Special Needs Trusts

A special needs trust is a trust that’s created to provide financial support to a person with special needs. This includes adults with developmental disabilities and children with physical or mental impairments. A trust can be established to benefit a person with a disability, but the beneficiary doesn’t need to have a disability. 

A special needs trust can also help you provide for a loved one without jeopardizing their need-based government benefits. An adult with autism or an elderly person with dementia can collect Medicaid or SSI to pay for their basic needs, while the trust can pay for supplemental needs such as equipment, in-home caregivers, rehabilitation, and other medical costs, as well as enriching activities such as entertainment, travel, camps, and classes. If money from the trust is used for food or shelter. However, it will be considered income, and the beneficiary could lose government benefits.

A special needs trust can provide financial help for people who need assistance with daily living expenses, such as transportation or housing. The money in a trust may also be used to pay for medical bills or other costs related to the beneficiary’s disability. Third-party trusts can be funded by anyone—parents, grandparents, siblings, or friends—and can be contributed to throughout the beneficiary’s lifetime.

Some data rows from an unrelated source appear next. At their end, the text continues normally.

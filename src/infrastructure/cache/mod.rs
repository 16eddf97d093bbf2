//! In-process TTL cache for read-heavy aggregates (dashboards, rating
//! summaries, recommendations).
//!
//! Values are stored as JSON so any serialisable DTO can be cached.
//! Patterns passed to [`CacheService::delete_pattern`] use glob syntax, e.g.
//! `dashboard:*:{user_id}`.

use std::sync::Arc;
use std::time::{Duration, Instant};

use dashmap::DashMap;
use serde::de::DeserializeOwned;
use serde::Serialize;
use tokio::task::JoinHandle;
use tracing::{debug, warn};

use crate::config::CacheConfig;
use crate::shared::errors::InfraResult;
use crate::shared::shutdown::ShutdownSignal;

/// TTL tiers
#[derive(Debug, Clone, Copy, PartialEq, Eq)]
pub enum CacheTtl {
    Short,
    Medium,
    Long,
}

struct CacheEntry {
    value: serde_json::Value,
    expires_at: Instant,
}

impl CacheEntry {
    fn is_expired(&self, now: Instant) -> bool {
        now >= self.expires_at
    }
}

pub struct CacheService {
    entries: DashMap<String, CacheEntry>,
    short: Duration,
    medium: Duration,
    long: Duration,
}

impl CacheService {
    pub fn new(config: &CacheConfig) -> Self {
        Self {
            entries: DashMap::new(),
            short: Duration::from_secs(config.short_ttl_secs),
            medium: Duration::from_secs(config.medium_ttl_secs),
            long: Duration::from_secs(config.long_ttl_secs),
        }
    }

    pub fn ttl(&self, tier: CacheTtl) -> Duration {
        match tier {
            CacheTtl::Short => self.short,
            CacheTtl::Medium => self.medium,
            CacheTtl::Long => self.long,
        }
    }

    /// Fetch a live entry. Expired or undecodable entries read as a miss.
    pub fn get<T: DeserializeOwned>(&self, key: &str) -> Option<T> {
        let now = Instant::now();
        let hit = {
            let entry = self.entries.get(key)?;
            if entry.is_expired(now) {
                None
            } else {
                Some(entry.value.clone())
            }
        };
        match hit {
            Some(value) => {
                metrics::counter!("cache_requests_total", "result" => "hit").increment(1);
                serde_json::from_value(value).ok()
            }
            None => {
                self.entries.remove_if(key, |_, e| e.is_expired(now));
                metrics::counter!("cache_requests_total", "result" => "miss").increment(1);
                None
            }
        }
    }

    pub fn set<T: Serialize>(&self, key: &str, value: &T, tier: CacheTtl) -> InfraResult<()> {
        let value = serde_json::to_value(value)?;
        self.entries.insert(
            key.to_string(),
            CacheEntry {
                value,
                expires_at: Instant::now() + self.ttl(tier),
            },
        );
        Ok(())
    }

    pub fn delete(&self, key: &str) -> bool {
        self.entries.remove(key).is_some()
    }

    /// Remove every key matching a glob pattern. Returns the number removed.
    pub fn delete_pattern(&self, pattern: &str) -> usize {
        let matcher = match glob::Pattern::new(pattern) {
            Ok(p) => p,
            Err(e) => {
                warn!(pattern, error = %e, "Invalid cache key pattern");
                return 0;
            }
        };
        let before = self.entries.len();
        self.entries.retain(|k, _| !matcher.matches(k));
        before.saturating_sub(self.entries.len())
    }

    pub fn purge_expired(&self) -> usize {
        let now = Instant::now();
        let before = self.entries.len();
        self.entries.retain(|_, e| !e.is_expired(now));
        before.saturating_sub(self.entries.len())
    }

    pub fn len(&self) -> usize {
        self.entries.len()
    }

    pub fn is_empty(&self) -> bool {
        self.entries.is_empty()
    }

    /// Periodically drop expired entries until shutdown.
    pub fn spawn_cleanup(
        self: Arc<Self>,
        interval: Duration,
        shutdown: ShutdownSignal,
    ) -> JoinHandle<()> {
        tokio::spawn(async move {
            let mut ticker = tokio::time::interval(interval);
            loop {
                tokio::select! {
                    _ = ticker.tick() => {
                        let removed = self.purge_expired();
                        if removed > 0 {
                            debug!(removed, "Purged expired cache entries");
                        }
                    }
                    _ = shutdown.wait() => {
                        debug!("Cache cleanup task received shutdown signal");
                        break;
                    }
                }
            }
        })
    }
}

#[cfg(test)]
mod tests {
    use super::*;

    fn cache() -> CacheService {
        CacheService::new(&CacheConfig::default())
    }

    #[test]
    fn set_then_get() {
        let c = cache();
        c.set("k", &vec![1, 2, 3], CacheTtl::Short).unwrap();
        assert_eq!(c.get::<Vec<i32>>("k"), Some(vec![1, 2, 3]));
        assert!(c.delete("k"));
        assert_eq!(c.get::<Vec<i32>>("k"), None);
    }

    #[test]
    fn expired_entries_miss() {
        let c = CacheService::new(&CacheConfig {
            short_ttl_secs: 0,
            ..CacheConfig::default()
        });
        c.set("k", &1, CacheTtl::Short).unwrap();
        assert_eq!(c.get::<i32>("k"), None);
        assert!(c.is_empty());
    }

    #[test]
    fn pattern_delete() {
        let c = cache();
        c.set("dashboard:STUDENT:u1", &1, CacheTtl::Short).unwrap();
        c.set("dashboard:TEACHER:u1", &2, CacheTtl::Short).unwrap();
        c.set("dashboard:STUDENT:u2", &3, CacheTtl::Short).unwrap();
        assert_eq!(c.delete_pattern("dashboard:*:u1"), 2);
        assert_eq!(c.len(), 1);
        assert_eq!(c.delete_pattern("[invalid"), 0);
    }

    #[tokio::test]
    async fn cleanup_task_stops_on_shutdown() {
        let c = Arc::new(cache());
        let shutdown = ShutdownSignal::new();
        let handle = c.clone().spawn_cleanup(Duration::from_millis(10), shutdown.clone());
        shutdown.trigger();
        tokio::time::timeout(Duration::from_secs(1), handle)
            .await
            .unwrap()
            .unwrap();
    }
}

The assets held in a special needs trust must be managed by someone other than the person who has been granted power of attorney. The person you name as trustee should be chosen very carefully as he or she will play an important role in caring for the family member with special needs. Most importantly, the trustee should be compassionate and willing to serve in the role. He or she should also be trustworthy, informed of what can be paid for out of the trust and what cannot, willing to work with legal and tax advisors to ensure the validity of the trust, and tuned into the needs and wants of the beneficiary.

Charitable Trusts

Charitable trusts are a popular estate planning tool that can help you provide for your heirs while supporting the community and its causes. They are like living trusts but have one primary distinction: they’re more flexible.

A charitable trust is an organization formed to receive favorable federal tax treatment for a charitable purpose. In Texas, the process is easier than other states in forming a Texas Charitable Trust because we do not have a state income tax.

Unlike a living trust set up expressly to pass assets away during your lifetime, a charitable trust can be used to give assets of any size or type. If you have something valuable or unique that you’d like to leave behind for others, you can use a charitable trust as the vehicle for that gift – including real estate or other property. A charitable trust does not require a filing like an LLC, limited partnership, or corporation. However, the trust must keep orderly financial books and records and must file Form 1023, if it is to be exempt in Texas from federal income tax. This application must be filed within 15 months from the end of the month is which it was organized. A trust attorney in Celina will be able to assist you in setting up your Texas charitable trust. 

The key benefits to a charitable trust include income tax deductions, avoidance of capital gains taxation, annual income and a wish to support nonprofit organizations that are near and dear to your heart.

Your experienced trust attorney in Celina can work with you to achieve your charitable goals and build your family’s legacy.